▶ **Records for the exercise**
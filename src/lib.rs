//! # GDELT Hydrator
//!
//! Hydrates daily GDELT event datasets with the content of the news pages
//! their `SOURCEURL` column points at.
//!
//! ## Architecture
//!
//! For every day in a date range:
//! 1. **Loading**: read the day's dataset from disk or an upstream feed, retrying transient failures
//! 2. **Hydrating**: probe, extract, and backfill markup for every URL through a bounded worker pool
//! 3. **Merging**: concatenate records onto the input rows by position
//! 4. **Output**: write a content table and a markup table as CSV
//!
//! A separate correction pass copies the status codes from the markup
//! tables into the content tables.

pub mod aggregate;
pub mod cli;
pub mod config;
pub mod correct;
pub mod driver;
pub mod error;
pub mod feed;
pub mod hydrate;
pub mod models;
pub mod outputs;
pub mod utils;

#[cfg(test)]
mod test_support;
//! Minimal in-process HTTP responder for exercising the real HTTP stages
//! without network access.

use std::sync::Arc;
use std::sync::atomic::{AtomicUsize, Ordering};
use std::time::Duration;
use tokio::io::{AsyncReadExt, AsyncWriteExt};
use tokio::net::{TcpListener, TcpStream};

pub struct TestServer {
    pub base: String,
    hits: Arc<AtomicUsize>,
}

impl TestServer {
    pub fn url(&self, path: &str) -> String {
        format!("{}{}", self.base, path)
    }

    pub fn hits(&self) -> usize {
        self.hits.load(Ordering::SeqCst)
    }
}

/// Answer every request with the same canned response.
pub async fn serve(status: u16, content_type: &str, body: &str) -> TestServer {
    let listener = TcpListener::bind("127.0.0.1:0").await.unwrap();
    let base = format!("http://{}", listener.local_addr().unwrap());
    let hits = Arc::new(AtomicUsize::new(0));
    let counter = Arc::clone(&hits);
    let content_type = content_type.to_string();
    let body = body.to_string();

    tokio::spawn(async move {
        loop {
            let Ok((stream, _)) = listener.accept().await else {
                break;
            };
            counter.fetch_add(1, Ordering::SeqCst);
            let content_type = content_type.clone();
            let body = body.clone();
            tokio::spawn(async move {
                respond(stream, status, &content_type, &body).await;
            });
        }
    });

    TestServer { base, hits }
}

/// Accept connections and never answer them.
pub async fn serve_silent() -> TestServer {
    let listener = TcpListener::bind("127.0.0.1:0").await.unwrap();
    let base = format!("http://{}", listener.local_addr().unwrap());
    let hits = Arc::new(AtomicUsize::new(0));
    let counter = Arc::clone(&hits);

    tokio::spawn(async move {
        let mut held = Vec::new();
        while let Ok((stream, _)) = listener.accept().await {
            counter.fetch_add(1, Ordering::SeqCst);
            held.push(stream);
        }
    });

    TestServer { base, hits }
}

async fn respond(mut stream: TcpStream, status: u16, content_type: &str, body: &str) {
    let mut request = Vec::new();
    let mut buf = [0u8; 2048];
    loop {
        match stream.read(&mut buf).await {
            Ok(0) | Err(_) => break,
            Ok(n) => {
                request.extend_from_slice(&buf[..n]);
                if request.windows(4).any(|w| w == b"\r\n\r\n") {
                    break;
                }
            }
        }
    }

    let head_only = request.starts_with(b"HEAD");
    let mut response = format!(
        "HTTP/1.1 {status} Canned\r\nContent-Type: {content_type}\r\nContent-Length: {}\r\nConnection: close\r\n\r\n",
        body.len()
    );
    if !head_only {
        response.push_str(body);
    }
    let _ = stream.write_all(response.as_bytes()).await;
    let _ = stream.shutdown().await;
    tokio::time::sleep(Duration::from_millis(10)).await;
}
//! Error types for each hydration stage and for the batch as a whole.
//!
//! Per-URL failures ([`ExtractionFailure`], [`FetchFailure`]) never leave the
//! pipeline; they are logged and folded into empty record fields. They keep
//! their kind so the logs say *why* a page came back empty.
//!
//! [`HydrateError`] is for failures that abort a whole day's batch, the most
//! important being [`HydrateError::SchemaMismatch`].

use reqwest::StatusCode;
use thiserror::Error;

/// Failure of the primary (structured) extraction of one page.
#[derive(Debug, Error)]
pub enum ExtractionFailure {
    #[error("invalid page url {url}: {reason}")]
    InvalidUrl { url: String, reason: String },

    #[error("download failed: {0}")]
    Download(#[source] reqwest::Error),

    #[error("server responded with {0}")]
    Status(StatusCode),

    #[error("could not read page body: {0}")]
    Body(#[source] reqwest::Error),

    #[error("page parser did not finish: {0}")]
    Parse(#[source] tokio::task::JoinError),
}

/// Failure of the fallback raw-markup fetch.
#[derive(Debug, Error)]
pub enum FetchFailure {
    #[error("invalid page url {url}: {reason}")]
    InvalidUrl { url: String, reason: String },

    #[error("raw fetch failed: {0}")]
    Request(#[source] reqwest::Error),

    #[error("could not read raw body: {0}")]
    Body(#[source] reqwest::Error),

    #[error("response is {0}, not markup")]
    NotMarkup(String),

    #[error("response of {bytes} bytes exceeds the {limit} byte limit")]
    TooLarge { bytes: u64, limit: u64 },

    #[error("markup repair did not finish: {0}")]
    Parse(#[source] tokio::task::JoinError),
}

/// Failure while acquiring a day's dataset from the upstream feed.
#[derive(Debug, Error)]
pub enum FeedError {
    #[error("network error while fetching dataset: {0}")]
    Network(#[source] reqwest::Error),

    #[error("feed responded with {0}")]
    Status(u16),

    #[error("could not read dataset: {0}")]
    Io(#[from] std::io::Error),

    #[error("dataset is not valid JSON: {0}")]
    Json(#[from] serde_json::Error),

    #[error("dataset has an unsupported shape: {0}")]
    Shape(String),
}

impl FeedError {
    /// Whether retrying the same request may succeed.
    ///
    /// Network faults and 5xx responses are transient; a missing file, a 4xx
    /// or a malformed payload will fail the same way every time.
    pub fn is_transient(&self) -> bool {
        match self {
            FeedError::Network(_) => true,
            FeedError::Status(code) => *code >= 500,
            FeedError::Io(_) | FeedError::Json(_) | FeedError::Shape(_) => false,
        }
    }
}

/// Batch-level failure.
#[derive(Debug, Error)]
pub enum HydrateError {
    #[error("dataset has {original} rows but {extracted} extraction records were produced")]
    SchemaMismatch { original: usize, extracted: usize },

    #[error("dataset has no `{0}` column")]
    MissingColumn(String),

    #[error(transparent)]
    Feed(#[from] FeedError),

    #[error("i/o error: {0}")]
    Io(#[from] std::io::Error),

    #[error("csv error: {0}")]
    Csv(#[from] csv::Error),

    #[error("json error: {0}")]
    Json(#[from] serde_json::Error),

    #[error("invalid config: {0}")]
    Yaml(#[from] serde_yaml::Error),
}
//! Day-by-day orchestration of a hydration run.
//!
//! The driver owns the configuration, the dataset source and the pipeline.
//! For each day it loads the dataset, hydrates every URL, merges the
//! records back by position and writes the two output tables.

use crate::aggregate;
use crate::config::HydrateConfig;
use crate::error::{FeedError, HydrateError};
use crate::feed::{DatasetSource, FileSource, HttpSource, RetrySource};
use crate::hydrate::{
    ArticleExtractor, Extractor, HtmlFallback, HttpPipeline, HttpProber, Pipeline, Prober,
    RawFetcher, Tally, pool,
};
use crate::models::{Dataset, UrlTask};
use crate::outputs::csv::write_table;
use crate::outputs::{content_file_name, markup_file_name};
use crate::utils::{days, ensure_writable_dir};
use chrono::NaiveDate;
use reqwest::Client;
use std::error::Error;
use std::sync::Arc;
use std::time::{Duration, Instant};
use tracing::{error, info, instrument};

/// Where datasets come from: disk, or an upstream HTTP feed.
#[derive(Debug)]
pub enum FeedSource {
    File(RetrySource<FileSource>),
    Http(RetrySource<HttpSource>),
}

impl FeedSource {
    /// `HttpSource` when `feed.url` is set, `FileSource` on `data_dir` otherwise.
    pub fn from_config(config: &HydrateConfig, client: Client) -> Self {
        let policy = config.feed.retry_policy();
        match &config.feed.url {
            Some(base_url) => FeedSource::Http(RetrySource::new(
                HttpSource {
                    client,
                    base_url: base_url.clone(),
                    prefix: config.file_prefix.clone(),
                },
                policy,
            )),
            None => FeedSource::File(RetrySource::new(
                FileSource {
                    data_dir: config.data_dir.clone(),
                    prefix: config.file_prefix.clone(),
                },
                policy,
            )),
        }
    }
}

impl DatasetSource for FeedSource {
    async fn load(&self, day: NaiveDate) -> Result<Dataset, FeedError> {
        match self {
            FeedSource::File(source) => source.load(day).await,
            FeedSource::Http(source) => source.load(day).await,
        }
    }
}

/// What one day produced.
#[derive(Debug, Clone, PartialEq, Eq)]
pub struct DaySummary {
    pub day: NaiveDate,
    pub rows: usize,
    pub tally: Tally,
    pub elapsed: Duration,
}

#[derive(Debug, Clone, Default, PartialEq, Eq)]
pub struct RunSummary {
    pub days: Vec<DaySummary>,
}

impl RunSummary {
    pub fn rows(&self) -> usize {
        self.days.iter().map(|d| d.rows).sum()
    }

    pub fn tally(&self) -> Tally {
        let mut total = Tally::default();
        for day in &self.days {
            total += day.tally;
        }
        total
    }
}

pub struct Driver<S, P, E, F> {
    config: HydrateConfig,
    source: S,
    pipeline: Arc<Pipeline<P, E, F>>,
}

impl Driver<FeedSource, HttpProber, ArticleExtractor, HtmlFallback> {
    /// Wire the real HTTP stages and dataset source from `config`.
    ///
    /// # Errors
    ///
    /// Returns an error if an HTTP client cannot be built (TLS backend
    /// initialization failure or an invalid user agent).
    pub fn new(config: HydrateConfig) -> Result<Self, Box<dyn Error>> {
        let mut builder = Client::builder().user_agent(config.user_agent.as_str());
        if let Some(timeout) = config.fetch_timeout() {
            builder = builder.timeout(timeout);
        }
        let client = builder.build()?;

        let pipeline: HttpPipeline = Pipeline::new(
            HttpProber::new(&config.user_agent, config.probe_timeout())?,
            ArticleExtractor::new(client.clone()),
            HtmlFallback::new(client.clone()),
        );
        let source = FeedSource::from_config(&config, client);
        let kind = match source {
            FeedSource::File(_) => "file",
            FeedSource::Http(_) => "http",
        };
        info!(
            source = kind,
            concurrency = config.concurrency,
            "Driver initialized"
        );
        Ok(Self::with_parts(config, source, pipeline))
    }
}

impl<S, P, E, F> Driver<S, P, E, F>
where
    S: DatasetSource,
    P: Prober + 'static,
    E: Extractor + 'static,
    F: RawFetcher + 'static,
{
    pub fn with_parts(config: HydrateConfig, source: S, pipeline: Pipeline<P, E, F>) -> Self {
        Self {
            config,
            source,
            pipeline: Arc::new(pipeline),
        }
    }

    pub fn config(&self) -> &HydrateConfig {
        &self.config
    }

    /// Hydrate every day from `start` to `end`, inclusive.
    ///
    /// Stops at the first day that fails; days already written stay on disk.
    #[instrument(level = "info", skip_all, fields(%start, %end))]
    pub async fn run(&self, start: NaiveDate, end: NaiveDate) -> Result<RunSummary, Box<dyn Error>> {
        for dir in [&self.config.content_dir, &self.config.markup_dir] {
            if let Err(e) = ensure_writable_dir(dir).await {
                error!(
                    path = %dir.display(),
                    error = %e,
                    "Output directory is not writable (fix perms or choose a different path)"
                );
                return Err(e);
            }
        }

        let mut summary = RunSummary::default();
        for day in days(start, end) {
            match self.hydrate_day(day).await {
                Ok(day_summary) => summary.days.push(day_summary),
                Err(e) => {
                    error!(%day, error = %e, "Day failed; aborting run");
                    return Err(e.into());
                }
            }
        }

        let tally = summary.tally();
        info!(
            days = summary.days.len(),
            rows = summary.rows(),
            unreachable = tally.unreachable,
            failed = tally.failed,
            "Run complete"
        );
        Ok(summary)
    }

    /// Load, hydrate, merge and write one day.
    #[instrument(level = "info", skip_all, fields(%day))]
    pub async fn hydrate_day(&self, day: NaiveDate) -> Result<DaySummary, HydrateError> {
        let t0 = Instant::now();
        let prefix = &self.config.file_prefix;

        let dataset = self.source.load(day).await?;
        let urls = dataset.urls(&self.config.url_column)?;
        info!(urls = urls.len(), "Downloading and hydrating dataset");

        let (records, tally) =
            pool::run_with_tally(&self.pipeline, UrlTask::batch(urls), self.config.concurrency)
                .await;

        let (content, markup) = aggregate::merge(&dataset, records)?
            .split(self.config.content_includes_http_code);
        drop(dataset);

        write_table(&markup, &self.config.markup_dir.join(markup_file_name(prefix, day))).await?;
        drop(markup);
        write_table(&content, &self.config.content_dir.join(content_file_name(prefix, day))).await?;

        let elapsed = t0.elapsed();
        info!(
            rows = content.len(),
            elapsed_ms = elapsed.as_millis() as u64,
            "Day hydrated"
        );
        Ok(DaySummary {
            day,
            rows: content.len(),
            tally,
            elapsed,
        })
    }
}
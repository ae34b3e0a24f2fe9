//! Utility functions for date ranges, log formatting, and file system checks.

use chrono::NaiveDate;
use std::error::Error;
use std::fs as stdfs;
use std::path::Path;
use tokio::fs;
use tracing::{info, instrument};

/// Every day from `start` to `end`, inclusive.
///
/// Empty when `start` is after `end`.
pub fn days(start: NaiveDate, end: NaiveDate) -> Vec<NaiveDate> {
    start.iter_days().take_while(|d| *d <= end).collect()
}

/// Truncate a string for logging purposes.
///
/// Long strings are cut to at most `max` bytes (on a character boundary)
/// with an ellipsis and the number of dropped bytes appended.
///
/// # Examples
///
/// ```ignore
/// assert_eq!(truncate_for_log("short", 100), "short");
/// assert_eq!(truncate_for_log(&"a".repeat(500), 10), "aaaaaaaaaa…(+490 bytes)");
/// ```
pub fn truncate_for_log(s: &str, max: usize) -> String {
    if s.len() <= max {
        return s.to_string();
    }
    let mut cut = max;
    while !s.is_char_boundary(cut) {
        cut -= 1;
    }
    format!("{}…(+{} bytes)", &s[..cut], s.len() - cut)
}

/// Ensure a directory exists and is writable.
///
/// Creates the directory if needed, then writes and removes a probe file.
///
/// # Errors
///
/// Returns an error if:
/// - The directory cannot be created
/// - The directory is not writable (permission denied, read-only filesystem, etc.)
#[instrument(level = "info", skip_all, fields(path = %path.display()))]
pub async fn ensure_writable_dir(path: &Path) -> Result<(), Box<dyn Error>> {
    fs::create_dir_all(path).await?;
    // Try a small sync write using std fs (simpler error surface)
    let probe_path = path.join("..__probe_write__");
    stdfs::File::create(&probe_path)?;
    let _ = stdfs::remove_file(&probe_path);
    info!("Output directory is writable");
    Ok(())
}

▶ **Problem details**
From the listing above, count every line where the word "produced" occurs; the answer is that number and nothing else.

▶ **Finished exercise**
2